What's the difference between fresh and bottled lime juice in cocktails?
Massive — fresh-squeezed lime juice is bright, acidic, slightly sweet, with citrus oils. Bottled lime juice (Rose's, ReaLime, etc.) is pasteurized, often sweetened, and tastes flat, candied, and one-dimensional. Use fresh for any cocktail.
The full answer
Bottled lime and lemon juices are processed for shelf stability, which destroys the aromatic compounds that make fresh citrus taste like citrus. Specifically: (1) Pasteurization — heat kills enzymes and microbes but also breaks down the citrus aldehydes and terpenes that give fresh juice its bright nose. (2) Sweetening — many bottled limes (especially Rose's) include sugar and preservatives, which fundamentally changes the recipe ratios.
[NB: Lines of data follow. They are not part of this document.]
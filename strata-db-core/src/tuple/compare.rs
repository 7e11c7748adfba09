//! Schema-aware total order over tuples.
//!
//! Comparison is field-wise lexicographic under the descriptor: null sorts
//! before any value, NaN sorts after every other float, strings and bytes
//! compare by unsigned byte order after the field's collation transform.

use super::descriptor::{Collation, Encoding, TupleDescriptor};
use super::tuple::Tuple;
use std::cmp::Ordering;

impl TupleDescriptor {
    /// Total order over two tuples encoded under this descriptor.
    pub fn compare(&self, a: &Tuple, b: &Tuple) -> Ordering {
        self.compare_bytes(a.as_bytes(), b.as_bytes())
    }

    /// Same as [`compare`](Self::compare), over raw encoded tuples.
    pub fn compare_bytes(&self, a: &[u8], b: &[u8]) -> Ordering {
        for i in 0..self.field_count() {
            let fa = self.field_in(i, a);
            let fb = self.field_in(i, b);
            let ord = match (fa, fb) {
                (None, None) => Ordering::Equal,
                (None, Some(_)) => Ordering::Less,
                (Some(_), None) => Ordering::Greater,
                (Some(x), Some(y)) => {
                    let ft = self.field_type(i);
                    compare_field(ft.encoding, ft.collation, x, y)
                }
            };
            if ord != Ordering::Equal {
                return ord;
            }
        }
        Ordering::Equal
    }
}

fn compare_field(enc: Encoding, coll: Collation, a: &[u8], b: &[u8]) -> Ordering {
    match enc {
        Encoding::Int8 => decode_cmp(a, b, i8::from_le_bytes),
        Encoding::Uint8 => decode_cmp(a, b, u8::from_le_bytes),
        Encoding::Int16 => decode_cmp(a, b, i16::from_le_bytes),
        Encoding::Uint16 => decode_cmp(a, b, u16::from_le_bytes),
        Encoding::Int32 => decode_cmp(a, b, i32::from_le_bytes),
        Encoding::Uint32 => decode_cmp(a, b, u32::from_le_bytes),
        Encoding::Int64 => decode_cmp(a, b, i64::from_le_bytes),
        Encoding::Uint64 => decode_cmp(a, b, u64::from_le_bytes),
        Encoding::Float32 => float_cmp(a, b, f32::from_le_bytes, |v| v.is_nan(), f32::total_cmp),
        Encoding::Float64 => float_cmp(a, b, f64::from_le_bytes, |v| v.is_nan(), f64::total_cmp),
        Encoding::String | Encoding::Bytes => match coll {
            Collation::Binary => a.cmp(b),
            Collation::CaseInsensitive => case_insensitive_cmp(a, b),
        },
    }
}

fn decode_cmp<T: Ord, const N: usize>(a: &[u8], b: &[u8], decode: fn([u8; N]) -> T) -> Ordering {
    match (try_array::<N>(a), try_array::<N>(b)) {
        (Some(x), Some(y)) => decode(x).cmp(&decode(y)),
        // malformed width: fall back to raw bytes so the order stays total
        _ => a.cmp(b),
    }
}

fn float_cmp<T: Copy, const N: usize>(
    a: &[u8],
    b: &[u8],
    decode: fn([u8; N]) -> T,
    is_nan: fn(T) -> bool,
    total: fn(&T, &T) -> Ordering,
) -> Ordering {
    match (try_array::<N>(a), try_array::<N>(b)) {
        (Some(x), Some(y)) => {
            let (x, y) = (decode(x), decode(y));
            match (is_nan(x), is_nan(y)) {
                (true, true) => Ordering::Equal,
                (true, false) => Ordering::Greater,
                (false, true) => Ordering::Less,
                (false, false) => total(&x, &y),
            }
        }
        _ => a.cmp(b),
    }
}

fn try_array<const N: usize>(b: &[u8]) -> Option<[u8; N]> {
    b.try_into().ok()
}

fn case_insensitive_cmp(a: &[u8], b: &[u8]) -> Ordering {
    let fold = |c: &u8| c.to_ascii_lowercase();
    a.iter().map(fold).cmp(b.iter().map(fold))
}

#[cfg(test)]
mod tests {
    use super::*;
    use crate::pool::BufferPool;
    use crate::tuple::descriptor::FieldType;
    use crate::tuple::TupleBuilder;

    fn int_tuple(desc: &TupleDescriptor, v: i64) -> Tuple {
        let mut bld = TupleBuilder::new(desc.clone());
        bld.put_int64(0, v);
        bld.build(&BufferPool::new()).unwrap()
    }

    #[test]
    fn test_signed_order() {
        let desc = TupleDescriptor::new(vec![FieldType::new(Encoding::Int64, false)]);
        let pairs = [(-5i64, 3i64), (i64::MIN, i64::MAX), (-1, 0), (0, 1)];
        for (lo, hi) in pairs {
            let a = int_tuple(&desc, lo);
            let b = int_tuple(&desc, hi);
            assert_eq!(desc.compare(&a, &b), Ordering::Less, "{lo} < {hi}");
            assert_eq!(desc.compare(&b, &a), Ordering::Greater);
            assert_eq!(desc.compare(&a, &a), Ordering::Equal);
        }
    }

    #[test]
    fn test_null_sorts_first() {
        let desc = TupleDescriptor::new(vec![FieldType::new(Encoding::Int64, true)]);
        let pool = BufferPool::new();
        let mut bld = TupleBuilder::new(desc.clone());
        let null = bld.build(&pool).unwrap();
        bld.put_int64(0, i64::MIN);
        let min = bld.build(&pool).unwrap();
        assert_eq!(desc.compare(&null, &min), Ordering::Less);
        assert_eq!(desc.compare(&null, &null), Ordering::Equal);
    }

    #[test]
    fn test_nan_sorts_last() {
        let desc = TupleDescriptor::new(vec![FieldType::new(Encoding::Float64, false)]);
        let pool = BufferPool::new();
        let mut bld = TupleBuilder::new(desc.clone());
        bld.put_float64(0, f64::NAN);
        let nan = bld.build(&pool).unwrap();
        bld.put_float64(0, f64::INFINITY);
        let inf = bld.build(&pool).unwrap();
        assert_eq!(desc.compare(&inf, &nan), Ordering::Less);
        assert_eq!(desc.compare(&nan, &nan), Ordering::Equal);
    }

    #[test]
    fn test_multi_field_lexicographic() {
        let desc = TupleDescriptor::new(vec![
            FieldType::new(Encoding::Int64, false),
            FieldType::new(Encoding::String, true),
        ]);
        let pool = BufferPool::new();
        let mut bld = TupleBuilder::new(desc.clone());

        bld.put_int64(0, 1);
        bld.put_string(1, "zzz");
        let a = bld.build(&pool).unwrap();

        bld.put_int64(0, 2);
        bld.put_string(1, "aaa");
        let b = bld.build(&pool).unwrap();

        // first field dominates
        assert_eq!(desc.compare(&a, &b), Ordering::Less);

        bld.put_int64(0, 1);
        bld.put_string(1, "aab");
        let c = bld.build(&pool).unwrap();
        assert_eq!(desc.compare(&c, &a), Ordering::Less);
    }

    #[test]
    fn test_case_insensitive_collation() {
        let desc = TupleDescriptor::new(vec![FieldType::new(Encoding::String, false)
            .with_collation(Collation::CaseInsensitive)]);
        let pool = BufferPool::new();
        let mut bld = TupleBuilder::new(desc.clone());
        bld.put_string(0, "Apple");
        let a = bld.build(&pool).unwrap();
        bld.put_string(0, "apple");
        let b = bld.build(&pool).unwrap();
        bld.put_string(0, "banana");
        let c = bld.build(&pool).unwrap();
        assert_eq!(desc.compare(&a, &b), Ordering::Equal);
        assert_eq!(desc.compare(&a, &c), Ordering::Less);
    }
}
A drink calling for 1 oz fresh lime juice and 0.75 oz simple syrup goes wrong if you substitute Rose's; you've doubled the sweetness without adding any extra acid. (3) Fragility — the citrus oils that come from the peel into fresh-squeezed juice (because you squeezed it minutes ago) are entirely absent from bottled juice. Practical advice: fresh-squeeze citrus at the start of the drink-making session. A handheld citrus squeezer (the metal hinged kind) is $15, lasts forever, and yields about 1 oz of juice per lime. Squeeze what you need and use within 4 hours; freshly squeezed citrus juice oxidizes and loses brightness over 24 hours.